--- Exercise materials Enclosed Below ---
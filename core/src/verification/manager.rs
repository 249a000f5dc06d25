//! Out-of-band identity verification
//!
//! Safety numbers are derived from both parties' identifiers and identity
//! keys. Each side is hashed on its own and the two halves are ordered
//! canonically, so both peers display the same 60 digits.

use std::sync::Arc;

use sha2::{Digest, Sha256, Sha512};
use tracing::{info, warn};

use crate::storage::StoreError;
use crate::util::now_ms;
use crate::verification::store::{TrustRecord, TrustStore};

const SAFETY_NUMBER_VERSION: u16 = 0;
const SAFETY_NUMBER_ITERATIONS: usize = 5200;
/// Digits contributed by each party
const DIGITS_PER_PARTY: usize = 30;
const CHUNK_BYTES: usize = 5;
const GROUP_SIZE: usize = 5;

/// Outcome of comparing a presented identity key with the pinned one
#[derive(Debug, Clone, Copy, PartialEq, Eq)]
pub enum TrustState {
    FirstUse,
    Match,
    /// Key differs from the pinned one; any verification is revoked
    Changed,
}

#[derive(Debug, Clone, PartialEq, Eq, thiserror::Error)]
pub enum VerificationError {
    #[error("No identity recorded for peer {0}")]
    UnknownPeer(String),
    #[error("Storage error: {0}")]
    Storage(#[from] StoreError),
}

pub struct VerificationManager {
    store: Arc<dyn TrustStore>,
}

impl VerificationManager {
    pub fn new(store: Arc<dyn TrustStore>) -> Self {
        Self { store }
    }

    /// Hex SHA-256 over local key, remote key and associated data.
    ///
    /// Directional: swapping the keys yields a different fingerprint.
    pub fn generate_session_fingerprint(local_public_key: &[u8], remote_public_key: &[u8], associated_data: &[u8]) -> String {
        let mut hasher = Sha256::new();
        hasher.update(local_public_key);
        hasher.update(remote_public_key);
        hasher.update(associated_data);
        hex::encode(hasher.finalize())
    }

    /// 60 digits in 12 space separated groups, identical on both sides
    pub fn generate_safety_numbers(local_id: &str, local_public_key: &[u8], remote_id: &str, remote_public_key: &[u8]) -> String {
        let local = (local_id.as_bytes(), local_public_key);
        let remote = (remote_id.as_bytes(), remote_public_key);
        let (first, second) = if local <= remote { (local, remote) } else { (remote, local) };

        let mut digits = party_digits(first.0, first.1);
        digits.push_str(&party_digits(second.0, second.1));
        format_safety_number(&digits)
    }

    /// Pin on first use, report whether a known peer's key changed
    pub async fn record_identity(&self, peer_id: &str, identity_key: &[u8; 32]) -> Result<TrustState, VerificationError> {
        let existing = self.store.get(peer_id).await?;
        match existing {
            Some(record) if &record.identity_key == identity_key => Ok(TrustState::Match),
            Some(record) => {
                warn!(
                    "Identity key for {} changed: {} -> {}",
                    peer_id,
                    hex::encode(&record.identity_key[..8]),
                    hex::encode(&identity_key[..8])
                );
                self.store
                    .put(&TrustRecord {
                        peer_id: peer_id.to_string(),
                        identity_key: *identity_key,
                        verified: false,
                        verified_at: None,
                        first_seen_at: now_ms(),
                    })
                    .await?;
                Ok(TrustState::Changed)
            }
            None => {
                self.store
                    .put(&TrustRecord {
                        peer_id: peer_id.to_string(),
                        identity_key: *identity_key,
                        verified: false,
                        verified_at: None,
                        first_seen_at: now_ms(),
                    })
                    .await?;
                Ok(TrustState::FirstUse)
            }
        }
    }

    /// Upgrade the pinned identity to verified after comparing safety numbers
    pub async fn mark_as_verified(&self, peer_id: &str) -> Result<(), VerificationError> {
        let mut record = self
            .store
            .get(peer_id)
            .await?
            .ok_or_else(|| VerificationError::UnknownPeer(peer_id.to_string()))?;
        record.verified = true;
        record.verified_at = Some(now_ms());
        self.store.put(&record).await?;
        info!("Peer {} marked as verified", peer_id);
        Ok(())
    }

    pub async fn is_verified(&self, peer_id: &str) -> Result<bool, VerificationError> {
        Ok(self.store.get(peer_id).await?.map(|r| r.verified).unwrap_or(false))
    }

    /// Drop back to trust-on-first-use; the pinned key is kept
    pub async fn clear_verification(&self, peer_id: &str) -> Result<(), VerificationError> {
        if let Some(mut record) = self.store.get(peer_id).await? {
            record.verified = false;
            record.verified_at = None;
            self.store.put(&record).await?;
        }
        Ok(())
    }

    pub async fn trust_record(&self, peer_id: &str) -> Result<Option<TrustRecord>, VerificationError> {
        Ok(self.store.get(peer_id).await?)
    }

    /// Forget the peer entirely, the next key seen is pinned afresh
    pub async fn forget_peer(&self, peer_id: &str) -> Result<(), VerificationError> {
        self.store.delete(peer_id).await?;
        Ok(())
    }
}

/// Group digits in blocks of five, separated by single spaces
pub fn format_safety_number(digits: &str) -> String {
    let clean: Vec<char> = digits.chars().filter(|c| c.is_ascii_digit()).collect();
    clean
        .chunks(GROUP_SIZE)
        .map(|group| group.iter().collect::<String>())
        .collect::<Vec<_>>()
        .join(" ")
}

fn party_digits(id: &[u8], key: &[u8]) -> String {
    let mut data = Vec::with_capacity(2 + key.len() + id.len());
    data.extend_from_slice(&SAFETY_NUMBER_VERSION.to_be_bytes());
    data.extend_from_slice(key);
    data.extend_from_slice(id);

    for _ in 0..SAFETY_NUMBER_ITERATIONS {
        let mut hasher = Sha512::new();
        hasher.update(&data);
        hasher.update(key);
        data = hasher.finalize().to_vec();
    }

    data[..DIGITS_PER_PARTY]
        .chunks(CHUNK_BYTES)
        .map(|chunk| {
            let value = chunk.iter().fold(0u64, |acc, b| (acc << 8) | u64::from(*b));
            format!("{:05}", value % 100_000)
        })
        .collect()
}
--- End of Enclosed Exercise materials ---
What is needed is an exact copy of the lines above, from the one containing "#[derive(Debug, Clone, Copy, PartialEq, Eq)]" through the one containing "identity_key: &[u8; 32])", with nothing added.

▶ [Response to the exercise]:
#[derive(Debug, Clone, Copy, PartialEq, Eq)]
pub enum TrustState {
    FirstUse,
    Match,
    /// Key differs from the pinned one; any verification is revoked
    Changed,
}

#[derive(Debug, Clone, PartialEq, Eq, thiserror::Error)]
pub enum VerificationError {
    #[error("No identity recorded for peer {0}")]
    UnknownPeer(String),
    #[error("Storage error: {0}")]
    Storage(#[from] StoreError),
}

pub struct VerificationManager {
    store: Arc<dyn TrustStore>,
}

impl VerificationManager {
    pub fn new(store: Arc<dyn TrustStore>) -> Self {
        Self { store }
    }

    /// Hex SHA-256 over local key, remote key and associated data.
    ///
    /// Directional: swapping the keys yields a different fingerprint.
    pub fn generate_session_fingerprint(local_public_key: &[u8], remote_public_key: &[u8], associated_data: &[u8]) -> String {
        let mut hasher = Sha256::new();
        hasher.update(local_public_key);
        hasher.update(remote_public_key);
        hasher.update(associated_data);
        hex::encode(hasher.finalize())
    }

    /// 60 digits in 12 space separated groups, identical on both sides
    pub fn generate_safety_numbers(local_id: &str, local_public_key: &[u8], remote_id: &str, remote_public_key: &[u8]) -> String {
        let local = (local_id.as_bytes(), local_public_key);
        let remote = (remote_id.as_bytes(), remote_public_key);
        let (first, second) = if local <= remote { (local, remote) } else { (remote, local) };

        let mut digits = party_digits(first.0, first.1);
        digits.push_str(&party_digits(second.0, second.1));
        format_safety_number(&digits)
    }

    /// Pin on first use, report whether a known peer's key changed
    pub async fn record_identity(&self, peer_id: &str, identity_key: &[u8; 32]) -> Result<TrustState, VerificationError> {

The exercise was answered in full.